By way of further background, the optimization of a modern production field through use of an adaptive network, or "neural network", is described in Stoisits, et al., "Gas Optimization at the Kuparuk River Field", 69.sup.th Annual Technical Conference and Exhibition of the Society of Petroleum Engineers (1994), Paper SPE 28467, pp. 35-42. As described in this reference, IGOR and FGOR cutoff values are optimized by way of an iterative evaluation process applied to each one of multiple central processing facilities (CPFs), with the produced gas checked against the compression capacity of the CPF. Re-routing of production among the multiple CPFs is also considered in this approach, as wells associated with one CPF that may be shut-in or not gas-lifted may be more productive than producing wells associated with a different (i.e., less loaded) CPF. The surface line hydraulic effects of re-routing production among CPFs are quite complex, however; as such, an adaptive network is used in this approach to replace a conventional surface line hydraulic simulation model, in optimizing the drill site oil, gas, and water rates, and separator pressure, as measured by drill site pressure.
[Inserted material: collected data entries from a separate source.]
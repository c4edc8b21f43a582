//! `IndicatorHandle::historical` — spec.md §4.4's 9-step algorithm: resolve
//! a column set, consult the cache, plan the remaining gaps, fetch only
//! those, enrich geo metadata, and merge the result back into the cache.

use std::collections::BTreeMap;

use chrono::{DateTime, Utc};
use esios_cache::{chunk, plan_gaps, CacheStore, ChunkUnit, GapPlannerConfig};
use esios_client::{ApiValues, GeoValue, PlainValue, Transport};
use esios_types::{DateRange, Endpoint, EsiosError, GeoId, GeoRegistry, ItemMetadata, WideFrame};
use tracing::info;

use crate::config::Config;

/// Options for one `historical` call. Built incrementally, in the style of
/// a request builder, rather than a single wide function signature.
#[derive(Debug, Clone, Default)]
pub struct HistoryRequest {
    geo_ids: Option<Vec<GeoId>>,
    time_agg: Option<String>,
    geo_agg: Option<String>,
}

impl HistoryRequest {
    pub fn new() -> Self {
        Self::default()
    }

    pub fn geo_ids(mut self, ids: Vec<GeoId>) -> Self {
        self.geo_ids = Some(ids);
        self
    }

    pub fn time_aggregation(mut self, agg: impl Into<String>) -> Self {
        self.time_agg = Some(agg.into());
        self
    }

    pub fn geo_aggregation(mut self, agg: impl Into<String>) -> Self {
        self.geo_agg = Some(agg.into());
        self
    }

    /// Server-side aggregation views are not stable across calls and are
    /// never cached (spec.md §4.4 step 1).
    fn bypasses_cache(&self) -> bool {
        self.time_agg.is_some() || self.geo_agg.is_some()
    }
}

pub struct IndicatorHandle<'a> {
    pub endpoint: Endpoint,
    pub item_id: u32,
    pub transport: &'a dyn Transport,
    pub store: &'a CacheStore,
    pub config: &'a Config,
}

impl<'a> IndicatorHandle<'a> {
    pub fn new(endpoint: Endpoint, item_id: u32, transport: &'a dyn Transport, store: &'a CacheStore, config: &'a Config) -> Self {
        Self {
            endpoint,
            item_id,
            transport,
            store,
            config,
        }
    }

    pub async fn historical(&self, range: DateRange, request: HistoryRequest, now: DateTime<Utc>) -> Result<WideFrame, EsiosError> {
        // `config set enabled false` turns the whole cache off, same as the
        // original's `use_cache = cache.config.enabled and not time_agg and
        // not geo_agg` — every fetch goes straight to the network uncached.
        if !self.config.enabled || request.bypasses_cache() {
            return self.fetch_uncached(range, &request).await;
        }

        let columns = self.resolve_columns(&request, now)?;
        let column_refs: Vec<&str> = columns.iter().map(String::as_str).collect();

        let cached_frame = self.store.read_frame(self.endpoint, self.item_id)?.unwrap_or_default();
        let coverage = cached_frame.dense_coverage(&column_refs);
        let cached_ranges: Vec<DateRange> = coverage.into_iter().collect();

        let gaps = plan_gaps(
            range,
            &cached_ranges,
            now,
            GapPlannerConfig {
                recent_refresh_window: self.config.recent_ttl(),
            },
        );

        if gaps.is_empty() {
            info!(endpoint = %self.endpoint, item_id = self.item_id, "historical served entirely from cache");
            return Ok(self.finalize(cached_frame.slice(range.start, range.end), &column_refs));
        }

        let mut metadata = self
            .store
            .read_meta(self.endpoint, self.item_id, now, self.config.meta_ttl())
            .unwrap_or_else(|| ItemMetadata {
                id: self.item_id,
                name: self.item_id.to_string(),
                short_name: None,
                geos: Vec::new(),
                cached_at: now,
            });

        let mut observations: Vec<(DateTime<Utc>, String, f64)> = Vec::new();
        let mut observed_geos: Vec<(GeoId, String)> = Vec::new();

        for gap in &gaps {
            for chunk_range in chunk(*gap, ChunkUnit::Days(self.config.chunk_max_days)) {
                match self.fetch_chunk(chunk_range, &request).await {
                    Ok(values) => {
                        let (rows, geos) = shape_to_rows(values);
                        observations.extend(rows);
                        observed_geos.extend(geos);
                    }
                    Err(err) => {
                        // An indicator fetch's sub-range failures must be
                        // surfaced, unlike archive chunk failures (spec.md §7).
                        return Err(err);
                    }
                }
            }
        }

        if observations.is_empty() && cached_frame.is_empty() {
            return Ok(WideFrame::empty());
        }

        let newly_added = metadata.enrich_geos(&observed_geos);
        if !newly_added.is_empty() {
            self.store.write_meta(self.endpoint, self.item_id, &metadata)?;
            let mut registry = GeoRegistry::new();
            for (id, name) in &newly_added {
                registry.insert(*id, name.clone());
            }
            self.store.merge_geos(&registry)?;
        }

        let fresh_frame = WideFrame::from_observations(observations);
        self.store.write_frame(self.endpoint, self.item_id, &fresh_frame)?;

        // Names resolved before the fetch may have fallen back to a
        // stringified geo id for geos not yet known; re-resolve now that
        // enrichment has (possibly) taught the store their real names.
        let final_columns = self.resolve_columns(&request, now)?;
        let final_column_refs: Vec<&str> = final_columns.iter().map(String::as_str).collect();

        let merged = self.store.read_frame(self.endpoint, self.item_id)?.unwrap_or_default();
        Ok(self.finalize(merged.slice(range.start, range.end), &final_column_refs))
    }

    fn finalize(&self, mut frame: WideFrame, columns: &[&str]) -> WideFrame {
        if !columns.is_empty() {
            frame = frame.select_columns(columns);
        }
        frame.rename_single_column(&self.item_id.to_string());
        frame
    }

    /// Resolve requested geo ids to column names: item metadata first, then
    /// the global registry, then the stringified id (spec.md §4.4 step 2).
    fn resolve_columns(&self, request: &HistoryRequest, now: DateTime<Utc>) -> Result<Vec<String>, EsiosError> {
        let Some(geo_ids) = &request.geo_ids else {
            return Ok(Vec::new());
        };

        let metadata = self.store.read_meta(self.endpoint, self.item_id, now, self.config.meta_ttl());
        let registry = self.store.read_geos();

        Ok(geo_ids
            .iter()
            .map(|id| {
                metadata
                    .as_ref()
                    .and_then(|m| m.geos.iter().find(|(gid, _)| gid == id).map(|(_, n)| n.clone()))
                    .or_else(|| registry.get(*id).map(str::to_string))
                    .unwrap_or_else(|| id.column_name())
            })
            .collect())
    }

    async fn fetch_chunk(&self, range: DateRange, request: &HistoryRequest) -> Result<ApiValues, EsiosError> {
        let values = self.fetch_raw(range, request).await?;
        esios_client::parse_values(&values)
    }

    async fn fetch_uncached(&self, range: DateRange, request: &HistoryRequest) -> Result<WideFrame, EsiosError> {
        let mut observations = Vec::new();
        for chunk_range in chunk(range, ChunkUnit::Days(self.config.chunk_max_days)) {
            let values = self.fetch_chunk(chunk_range, request).await?;
            let (rows, _) = shape_to_rows(values);
            observations.extend(rows);
        }
        Ok(WideFrame::from_observations(observations))
    }

    async fn fetch_raw(&self, range: DateRange, request: &HistoryRequest) -> Result<serde_json::Value, EsiosError> {
        let path = format!("{}/{}", self.endpoint.path_segment(), self.item_id);
        let mut query = vec![
            ("start_date", range.start.to_rfc3339()),
            ("end_date", range.end.to_rfc3339()),
        ];
        if let Some(ids) = &request.geo_ids {
            let joined = ids.iter().map(|id| id.0.to_string()).collect::<Vec<_>>().join(",");
            query.push(("geo_ids", joined));
        }
        if let Some(agg) = &request.time_agg {
            query.push(("time_agg", agg.clone()));
        }
        if let Some(agg) = &request.geo_agg {
            query.push(("geo_agg", agg.clone()));
        }

        let refs: Vec<(&str, String)> = query.into_iter().collect();
        self.transport.get_json(&path, &refs).await
    }
}

fn shape_to_rows(values: ApiValues) -> (Vec<(DateTime<Utc>, String, f64)>, Vec<(GeoId, String)>) {
    match values {
        ApiValues::WithoutGeo(rows) => (
            rows.into_iter()
                .map(|PlainValue { datetime, value }| (datetime, esios_types::VALUE_COLUMN.to_string(), value))
                .collect(),
            Vec::new(),
        ),
        ApiValues::WithGeo(rows) => geo_rows(rows),
        ApiValues::Aggregated { national, by_geo } => {
            let mut out: Vec<(DateTime<Utc>, String, f64)> = national
                .into_iter()
                .map(|PlainValue { datetime, value }| (datetime, esios_types::VALUE_COLUMN.to_string(), value))
                .collect();
            let (geo_out, geos) = geo_rows(by_geo);
            out.extend(geo_out);
            (out, geos)
        }
    }
}

fn geo_rows(rows: Vec<GeoValue>) -> (Vec<(DateTime<Utc>, String, f64)>, Vec<(GeoId, String)>) {
    let mut geos = BTreeMap::new();
    let mut out = Vec::with_capacity(rows.len());
    for GeoValue {
        datetime,
        geo_id,
        geo_name,
        value,
    } in rows
    {
        if let Some(name) = &geo_name {
            geos.insert(geo_id, name.clone());
        }
        let column = geo_name.unwrap_or_else(|| geo_id.column_name());
        out.push((datetime, column, value));
    }
    (out, geos.into_iter().collect())
}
The adaptive network described in this reference was trained by way of the well-known back propagation method by operating the network to calculate surface pressure line drops over a wide range of oil, water, and gas flow rates; comparison of the adaptive network results were used in back propagation regression to set the network weighting factors.
By way of further background, optimization methods known as "genetic algorithms" are known in the art. Conventional genetic algorithms serve to select a string (referred to as a "solution vector", or "chromosome"), consisting of digits ("genes") having values ("alleles") that provide the optimum value when applied to a "fitness function" modeling the desired optimization situation. According to this technique, a group, or "generation", of chromosomes is randomly generated, and the fitness function is evaluated for each chromosome. A successor generation is then produced from the previous generation, with selection made according to the evaluated fitness function; for example, a probability function may assign a probability value to each of the chromosomes in the generation according to its fitness function value. In any case, a chromosome that produced a higher fitness function value is more likely to be selected for use in producing the next generation than a chromosome that produced a lower fitness function value. A "reproduction pool" of chromosomes is then produced by random selection of the first generation of chromosomes, with the random selection weighted according to the fitness function results. Pairs of chromosomes are then randomly selected, from the reproduction pool, for "reproduction" with one another by the exchanging of "genes" on either side of a "crossover" point within the chromosomes; the reproduction then produces a second generation of chromosomes for evaluation of the fitness function. Mutation may be introduced through the random alteration of a small fraction (e.g., 1/1000) of the genes in each generation. Iterative evaluation and reproduction of the chromosomes in this manner eventually converges upon an optimized chromosome.